** Opening Exercise input block **

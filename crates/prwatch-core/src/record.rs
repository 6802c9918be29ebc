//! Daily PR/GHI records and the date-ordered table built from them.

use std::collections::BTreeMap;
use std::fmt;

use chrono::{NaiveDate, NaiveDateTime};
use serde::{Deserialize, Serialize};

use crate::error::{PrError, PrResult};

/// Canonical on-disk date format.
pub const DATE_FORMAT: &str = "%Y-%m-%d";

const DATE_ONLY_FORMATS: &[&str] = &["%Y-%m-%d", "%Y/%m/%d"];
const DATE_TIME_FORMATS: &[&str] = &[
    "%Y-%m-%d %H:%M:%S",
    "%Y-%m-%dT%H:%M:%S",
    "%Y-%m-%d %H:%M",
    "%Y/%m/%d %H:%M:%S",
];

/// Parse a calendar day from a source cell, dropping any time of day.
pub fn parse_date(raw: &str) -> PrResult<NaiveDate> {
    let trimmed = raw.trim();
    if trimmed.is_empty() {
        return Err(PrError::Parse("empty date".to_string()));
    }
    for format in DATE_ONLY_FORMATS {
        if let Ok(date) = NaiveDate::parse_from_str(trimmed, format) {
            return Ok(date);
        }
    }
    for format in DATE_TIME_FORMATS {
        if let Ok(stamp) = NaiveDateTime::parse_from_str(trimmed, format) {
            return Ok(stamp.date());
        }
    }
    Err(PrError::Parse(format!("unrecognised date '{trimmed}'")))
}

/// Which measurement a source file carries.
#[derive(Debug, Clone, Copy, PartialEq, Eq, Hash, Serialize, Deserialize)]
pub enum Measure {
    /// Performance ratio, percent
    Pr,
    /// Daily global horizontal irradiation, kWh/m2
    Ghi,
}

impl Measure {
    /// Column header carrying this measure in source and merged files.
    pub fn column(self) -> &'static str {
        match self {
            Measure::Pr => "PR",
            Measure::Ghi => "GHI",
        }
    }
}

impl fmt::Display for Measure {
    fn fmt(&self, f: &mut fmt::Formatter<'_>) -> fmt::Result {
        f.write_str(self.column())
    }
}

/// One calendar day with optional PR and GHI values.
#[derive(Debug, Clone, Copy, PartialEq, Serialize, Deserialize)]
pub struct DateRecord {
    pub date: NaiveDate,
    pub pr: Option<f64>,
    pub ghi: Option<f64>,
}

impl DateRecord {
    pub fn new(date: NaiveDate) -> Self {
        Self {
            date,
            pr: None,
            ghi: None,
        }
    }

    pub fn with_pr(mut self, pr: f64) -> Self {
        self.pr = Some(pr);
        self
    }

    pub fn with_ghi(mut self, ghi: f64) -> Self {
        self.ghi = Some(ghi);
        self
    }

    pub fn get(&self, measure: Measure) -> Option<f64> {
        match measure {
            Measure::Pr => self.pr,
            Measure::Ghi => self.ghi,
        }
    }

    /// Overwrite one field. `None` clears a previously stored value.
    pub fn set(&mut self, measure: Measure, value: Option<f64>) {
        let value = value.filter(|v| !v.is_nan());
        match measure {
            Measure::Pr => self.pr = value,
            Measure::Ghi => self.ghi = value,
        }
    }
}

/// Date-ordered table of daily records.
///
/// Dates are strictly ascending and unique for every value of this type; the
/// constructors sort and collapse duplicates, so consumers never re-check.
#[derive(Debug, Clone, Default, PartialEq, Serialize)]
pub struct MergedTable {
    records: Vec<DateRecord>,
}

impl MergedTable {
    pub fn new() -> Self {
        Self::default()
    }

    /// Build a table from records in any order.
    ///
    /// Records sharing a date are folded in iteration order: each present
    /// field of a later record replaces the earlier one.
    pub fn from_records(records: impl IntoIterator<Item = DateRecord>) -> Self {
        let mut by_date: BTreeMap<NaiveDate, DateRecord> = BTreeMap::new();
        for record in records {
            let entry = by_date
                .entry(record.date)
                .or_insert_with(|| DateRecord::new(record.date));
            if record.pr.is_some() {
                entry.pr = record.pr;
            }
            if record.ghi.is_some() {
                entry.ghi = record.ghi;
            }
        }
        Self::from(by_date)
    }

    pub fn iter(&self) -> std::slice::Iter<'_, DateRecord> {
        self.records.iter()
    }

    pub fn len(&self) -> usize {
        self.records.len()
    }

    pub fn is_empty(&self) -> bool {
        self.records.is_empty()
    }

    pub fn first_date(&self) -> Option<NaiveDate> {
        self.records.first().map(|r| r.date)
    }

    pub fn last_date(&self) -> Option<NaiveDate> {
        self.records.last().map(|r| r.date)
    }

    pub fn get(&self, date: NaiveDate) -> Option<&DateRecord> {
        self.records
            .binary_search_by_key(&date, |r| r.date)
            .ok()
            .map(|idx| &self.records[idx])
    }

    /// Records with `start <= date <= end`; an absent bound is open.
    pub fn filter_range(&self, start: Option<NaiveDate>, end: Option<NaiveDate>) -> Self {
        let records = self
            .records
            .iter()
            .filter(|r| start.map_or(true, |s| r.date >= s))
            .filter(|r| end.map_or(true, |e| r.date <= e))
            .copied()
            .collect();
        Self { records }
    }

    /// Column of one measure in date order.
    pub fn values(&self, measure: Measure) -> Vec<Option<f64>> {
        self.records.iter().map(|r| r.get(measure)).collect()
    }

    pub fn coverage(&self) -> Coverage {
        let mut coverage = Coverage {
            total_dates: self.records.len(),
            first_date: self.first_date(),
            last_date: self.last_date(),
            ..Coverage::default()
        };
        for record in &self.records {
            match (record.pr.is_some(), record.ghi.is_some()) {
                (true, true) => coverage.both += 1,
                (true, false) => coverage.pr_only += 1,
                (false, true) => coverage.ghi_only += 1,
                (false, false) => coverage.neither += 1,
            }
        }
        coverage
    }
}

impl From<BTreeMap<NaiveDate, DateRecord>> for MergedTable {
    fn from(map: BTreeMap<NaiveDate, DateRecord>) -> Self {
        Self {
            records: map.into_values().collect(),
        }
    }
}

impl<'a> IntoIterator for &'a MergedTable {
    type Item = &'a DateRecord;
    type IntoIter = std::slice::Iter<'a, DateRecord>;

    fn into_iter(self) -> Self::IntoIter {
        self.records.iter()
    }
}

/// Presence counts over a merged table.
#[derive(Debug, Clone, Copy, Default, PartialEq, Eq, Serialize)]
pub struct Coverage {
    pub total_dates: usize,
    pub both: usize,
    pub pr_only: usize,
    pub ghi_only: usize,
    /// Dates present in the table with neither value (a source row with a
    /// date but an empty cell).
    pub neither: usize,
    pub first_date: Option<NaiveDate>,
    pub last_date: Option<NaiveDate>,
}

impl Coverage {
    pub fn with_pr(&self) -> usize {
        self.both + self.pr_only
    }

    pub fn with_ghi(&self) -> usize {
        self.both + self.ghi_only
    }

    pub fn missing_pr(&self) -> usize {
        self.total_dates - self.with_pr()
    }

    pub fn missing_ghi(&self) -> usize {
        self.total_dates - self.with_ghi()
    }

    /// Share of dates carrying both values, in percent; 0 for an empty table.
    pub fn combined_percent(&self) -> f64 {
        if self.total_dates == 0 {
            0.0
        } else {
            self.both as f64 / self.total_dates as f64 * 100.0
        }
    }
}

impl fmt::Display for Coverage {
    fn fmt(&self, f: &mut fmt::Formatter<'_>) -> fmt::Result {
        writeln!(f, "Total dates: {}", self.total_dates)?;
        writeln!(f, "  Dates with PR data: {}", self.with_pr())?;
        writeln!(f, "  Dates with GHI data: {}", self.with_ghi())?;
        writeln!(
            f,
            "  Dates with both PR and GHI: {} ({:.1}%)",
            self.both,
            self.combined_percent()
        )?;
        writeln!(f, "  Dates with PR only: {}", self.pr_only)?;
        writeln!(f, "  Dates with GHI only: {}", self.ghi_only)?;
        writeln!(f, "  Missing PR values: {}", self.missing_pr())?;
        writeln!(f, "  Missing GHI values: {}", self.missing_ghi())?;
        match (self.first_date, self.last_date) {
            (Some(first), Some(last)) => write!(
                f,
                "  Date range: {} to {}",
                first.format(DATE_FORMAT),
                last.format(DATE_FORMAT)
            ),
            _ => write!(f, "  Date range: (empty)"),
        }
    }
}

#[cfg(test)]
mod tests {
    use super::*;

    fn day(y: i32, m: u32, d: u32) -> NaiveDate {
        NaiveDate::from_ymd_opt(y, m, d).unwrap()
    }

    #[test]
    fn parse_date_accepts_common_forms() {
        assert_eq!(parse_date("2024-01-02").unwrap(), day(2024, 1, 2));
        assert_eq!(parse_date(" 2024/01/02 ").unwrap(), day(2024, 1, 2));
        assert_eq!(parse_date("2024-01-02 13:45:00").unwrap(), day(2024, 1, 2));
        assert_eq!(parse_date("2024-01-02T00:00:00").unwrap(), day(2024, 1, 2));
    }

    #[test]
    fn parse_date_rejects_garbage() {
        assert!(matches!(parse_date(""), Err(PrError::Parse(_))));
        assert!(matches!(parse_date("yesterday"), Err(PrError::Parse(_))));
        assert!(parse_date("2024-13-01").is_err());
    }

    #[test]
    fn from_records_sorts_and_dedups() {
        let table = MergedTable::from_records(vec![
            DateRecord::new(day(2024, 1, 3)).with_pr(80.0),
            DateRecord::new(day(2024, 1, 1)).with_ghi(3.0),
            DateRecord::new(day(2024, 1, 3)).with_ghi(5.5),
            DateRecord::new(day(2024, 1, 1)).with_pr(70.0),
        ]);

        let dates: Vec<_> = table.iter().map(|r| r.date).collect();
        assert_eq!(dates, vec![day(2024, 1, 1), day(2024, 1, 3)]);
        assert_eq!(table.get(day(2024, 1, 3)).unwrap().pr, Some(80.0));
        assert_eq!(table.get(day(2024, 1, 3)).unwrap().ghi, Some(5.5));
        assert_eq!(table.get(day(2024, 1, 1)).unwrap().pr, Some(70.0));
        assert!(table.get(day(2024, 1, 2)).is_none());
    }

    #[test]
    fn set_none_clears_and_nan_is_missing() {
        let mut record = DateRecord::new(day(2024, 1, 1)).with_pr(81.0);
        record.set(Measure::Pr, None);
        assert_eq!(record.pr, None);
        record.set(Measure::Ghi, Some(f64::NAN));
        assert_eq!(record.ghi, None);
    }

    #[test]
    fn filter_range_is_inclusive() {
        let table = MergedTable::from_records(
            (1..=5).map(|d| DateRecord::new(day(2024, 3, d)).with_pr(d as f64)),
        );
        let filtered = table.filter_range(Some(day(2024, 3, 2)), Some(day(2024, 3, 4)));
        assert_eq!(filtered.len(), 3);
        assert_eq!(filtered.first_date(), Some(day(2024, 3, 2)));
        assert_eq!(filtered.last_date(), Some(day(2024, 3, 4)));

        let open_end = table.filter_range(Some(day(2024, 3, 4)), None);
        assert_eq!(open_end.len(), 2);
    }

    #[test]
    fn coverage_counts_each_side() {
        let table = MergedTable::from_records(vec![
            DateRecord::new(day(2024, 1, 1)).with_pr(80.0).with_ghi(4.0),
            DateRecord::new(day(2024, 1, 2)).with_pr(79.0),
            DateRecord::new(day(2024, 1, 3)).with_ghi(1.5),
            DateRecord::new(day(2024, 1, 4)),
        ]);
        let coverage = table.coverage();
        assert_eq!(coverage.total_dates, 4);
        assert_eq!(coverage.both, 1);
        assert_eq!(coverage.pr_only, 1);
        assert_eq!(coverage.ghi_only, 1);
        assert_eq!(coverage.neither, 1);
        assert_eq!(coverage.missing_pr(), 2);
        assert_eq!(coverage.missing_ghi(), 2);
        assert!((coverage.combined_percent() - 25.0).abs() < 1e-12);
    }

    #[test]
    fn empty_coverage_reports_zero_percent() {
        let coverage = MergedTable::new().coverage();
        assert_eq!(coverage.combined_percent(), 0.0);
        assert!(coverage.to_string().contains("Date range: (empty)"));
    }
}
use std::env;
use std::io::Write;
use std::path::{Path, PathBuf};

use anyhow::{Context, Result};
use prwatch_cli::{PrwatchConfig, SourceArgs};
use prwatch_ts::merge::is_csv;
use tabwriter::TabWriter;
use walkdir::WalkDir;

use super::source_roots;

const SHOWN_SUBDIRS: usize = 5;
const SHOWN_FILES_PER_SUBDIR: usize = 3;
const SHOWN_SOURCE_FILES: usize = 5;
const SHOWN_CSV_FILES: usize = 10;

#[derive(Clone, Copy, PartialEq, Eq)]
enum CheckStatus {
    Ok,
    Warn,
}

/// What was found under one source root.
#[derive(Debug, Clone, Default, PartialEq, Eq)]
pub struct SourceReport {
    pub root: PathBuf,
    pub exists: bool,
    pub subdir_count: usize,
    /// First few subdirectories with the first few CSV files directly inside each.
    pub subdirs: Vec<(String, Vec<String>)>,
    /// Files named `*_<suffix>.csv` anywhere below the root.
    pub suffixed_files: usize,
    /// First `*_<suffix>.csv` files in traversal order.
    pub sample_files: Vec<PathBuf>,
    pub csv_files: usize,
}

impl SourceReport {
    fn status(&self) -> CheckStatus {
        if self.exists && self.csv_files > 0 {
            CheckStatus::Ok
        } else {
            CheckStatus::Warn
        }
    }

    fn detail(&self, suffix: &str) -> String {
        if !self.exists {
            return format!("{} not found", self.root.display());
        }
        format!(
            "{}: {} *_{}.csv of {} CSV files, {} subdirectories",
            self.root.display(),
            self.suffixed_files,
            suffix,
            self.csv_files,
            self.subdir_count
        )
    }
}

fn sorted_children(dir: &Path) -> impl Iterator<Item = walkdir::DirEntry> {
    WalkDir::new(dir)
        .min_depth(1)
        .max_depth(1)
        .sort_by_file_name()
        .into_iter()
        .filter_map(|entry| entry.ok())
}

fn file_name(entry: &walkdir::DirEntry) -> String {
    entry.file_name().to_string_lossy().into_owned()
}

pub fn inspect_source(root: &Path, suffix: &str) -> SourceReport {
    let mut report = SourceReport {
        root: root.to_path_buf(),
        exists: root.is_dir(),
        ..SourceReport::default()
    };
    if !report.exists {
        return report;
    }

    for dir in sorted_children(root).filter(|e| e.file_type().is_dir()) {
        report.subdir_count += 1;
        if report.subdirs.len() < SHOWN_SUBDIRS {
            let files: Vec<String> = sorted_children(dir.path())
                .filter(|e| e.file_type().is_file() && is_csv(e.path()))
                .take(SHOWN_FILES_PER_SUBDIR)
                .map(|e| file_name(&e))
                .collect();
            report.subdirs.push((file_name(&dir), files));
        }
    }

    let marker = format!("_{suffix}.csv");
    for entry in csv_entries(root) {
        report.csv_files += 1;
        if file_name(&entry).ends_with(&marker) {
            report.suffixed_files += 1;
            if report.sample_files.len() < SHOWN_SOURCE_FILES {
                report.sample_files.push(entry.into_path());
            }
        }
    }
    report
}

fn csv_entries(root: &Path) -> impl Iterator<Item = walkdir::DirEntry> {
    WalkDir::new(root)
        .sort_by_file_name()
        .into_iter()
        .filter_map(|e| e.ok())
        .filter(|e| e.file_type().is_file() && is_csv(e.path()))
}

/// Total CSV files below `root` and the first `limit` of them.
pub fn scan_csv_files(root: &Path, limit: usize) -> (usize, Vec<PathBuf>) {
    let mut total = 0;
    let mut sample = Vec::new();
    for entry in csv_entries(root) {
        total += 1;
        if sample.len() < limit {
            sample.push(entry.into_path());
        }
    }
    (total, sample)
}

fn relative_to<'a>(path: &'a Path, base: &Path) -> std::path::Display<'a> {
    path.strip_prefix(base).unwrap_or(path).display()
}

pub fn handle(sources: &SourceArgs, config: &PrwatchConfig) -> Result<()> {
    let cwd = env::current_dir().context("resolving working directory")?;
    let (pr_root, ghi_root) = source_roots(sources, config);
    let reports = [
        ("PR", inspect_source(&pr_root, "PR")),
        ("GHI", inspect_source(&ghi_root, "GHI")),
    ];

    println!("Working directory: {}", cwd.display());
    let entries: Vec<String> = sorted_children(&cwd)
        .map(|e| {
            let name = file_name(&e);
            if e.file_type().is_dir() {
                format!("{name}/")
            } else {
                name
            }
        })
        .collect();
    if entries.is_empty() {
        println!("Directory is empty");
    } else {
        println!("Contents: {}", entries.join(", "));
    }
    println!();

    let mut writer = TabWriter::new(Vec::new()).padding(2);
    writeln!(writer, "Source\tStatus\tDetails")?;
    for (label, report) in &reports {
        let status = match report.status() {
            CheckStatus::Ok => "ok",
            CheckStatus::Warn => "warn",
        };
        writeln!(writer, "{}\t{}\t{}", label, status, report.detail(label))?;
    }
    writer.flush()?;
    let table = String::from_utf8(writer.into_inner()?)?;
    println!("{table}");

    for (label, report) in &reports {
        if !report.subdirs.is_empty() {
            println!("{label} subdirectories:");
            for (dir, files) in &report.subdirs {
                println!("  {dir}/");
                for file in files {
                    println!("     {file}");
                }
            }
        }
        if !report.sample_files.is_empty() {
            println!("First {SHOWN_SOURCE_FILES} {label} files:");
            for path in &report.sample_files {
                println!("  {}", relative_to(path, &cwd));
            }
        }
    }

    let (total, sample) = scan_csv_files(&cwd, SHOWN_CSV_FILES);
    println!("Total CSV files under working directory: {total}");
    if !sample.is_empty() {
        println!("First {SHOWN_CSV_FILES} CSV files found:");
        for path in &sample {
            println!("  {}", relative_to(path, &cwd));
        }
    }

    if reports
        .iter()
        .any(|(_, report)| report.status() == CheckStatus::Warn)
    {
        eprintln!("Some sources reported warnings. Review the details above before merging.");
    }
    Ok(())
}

** Closing Exercise input block **
** Opening Exercise input block **

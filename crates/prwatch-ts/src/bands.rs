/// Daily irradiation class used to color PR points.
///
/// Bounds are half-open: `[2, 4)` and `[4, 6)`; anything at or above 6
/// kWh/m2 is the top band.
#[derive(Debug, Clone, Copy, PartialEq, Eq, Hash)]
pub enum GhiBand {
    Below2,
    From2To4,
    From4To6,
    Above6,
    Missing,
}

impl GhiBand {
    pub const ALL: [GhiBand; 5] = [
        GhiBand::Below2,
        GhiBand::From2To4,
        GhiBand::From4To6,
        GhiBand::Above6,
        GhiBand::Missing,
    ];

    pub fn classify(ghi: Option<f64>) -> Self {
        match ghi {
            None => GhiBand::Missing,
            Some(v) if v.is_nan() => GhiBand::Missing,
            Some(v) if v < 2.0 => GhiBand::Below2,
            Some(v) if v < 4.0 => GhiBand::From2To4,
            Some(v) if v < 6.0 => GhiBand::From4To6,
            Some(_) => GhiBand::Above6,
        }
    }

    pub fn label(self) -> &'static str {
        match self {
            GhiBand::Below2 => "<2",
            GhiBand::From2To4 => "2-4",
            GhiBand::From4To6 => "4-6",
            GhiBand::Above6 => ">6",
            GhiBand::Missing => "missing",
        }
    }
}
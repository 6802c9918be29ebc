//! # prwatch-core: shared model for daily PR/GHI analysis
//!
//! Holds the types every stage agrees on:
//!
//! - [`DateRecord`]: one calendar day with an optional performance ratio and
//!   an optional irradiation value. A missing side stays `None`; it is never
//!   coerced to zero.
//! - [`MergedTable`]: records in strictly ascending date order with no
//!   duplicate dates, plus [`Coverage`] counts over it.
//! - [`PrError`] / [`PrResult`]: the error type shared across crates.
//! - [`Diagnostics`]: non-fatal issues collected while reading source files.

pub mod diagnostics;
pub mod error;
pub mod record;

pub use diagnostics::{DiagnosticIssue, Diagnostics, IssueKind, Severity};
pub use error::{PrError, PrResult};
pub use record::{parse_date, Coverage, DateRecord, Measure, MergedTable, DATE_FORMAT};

** Closing Exercise input block **

Reproduce the lines of the entries above from the one with "fn detail(&self, suffix: &str)" to the one with "let mut report", both included, exactly and without any other line.

◆ **Solved exercise**:
    fn detail(&self, suffix: &str) -> String {
        if !self.exists {
            return format!("{} not found", self.root.display());
        }
        format!(
            "{}: {} *_{}.csv of {} CSV files, {} subdirectories",
            self.root.display(),
            self.suffixed_files,
            suffix,
            self.csv_files,
            self.subdir_count
        )
    }
}

fn sorted_children(dir: &Path) -> impl Iterator<Item = walkdir::DirEntry> {
    WalkDir::new(dir)
        .min_depth(1)
        .max_depth(1)
        .sort_by_file_name()
        .into_iter()
        .filter_map(|entry| entry.ok())
}

fn file_name(entry: &walkdir::DirEntry) -> String {
    entry.file_name().to_string_lossy().into_owned()
}

pub fn inspect_source(root: &Path, suffix: &str) -> SourceReport {
    let mut report = SourceReport {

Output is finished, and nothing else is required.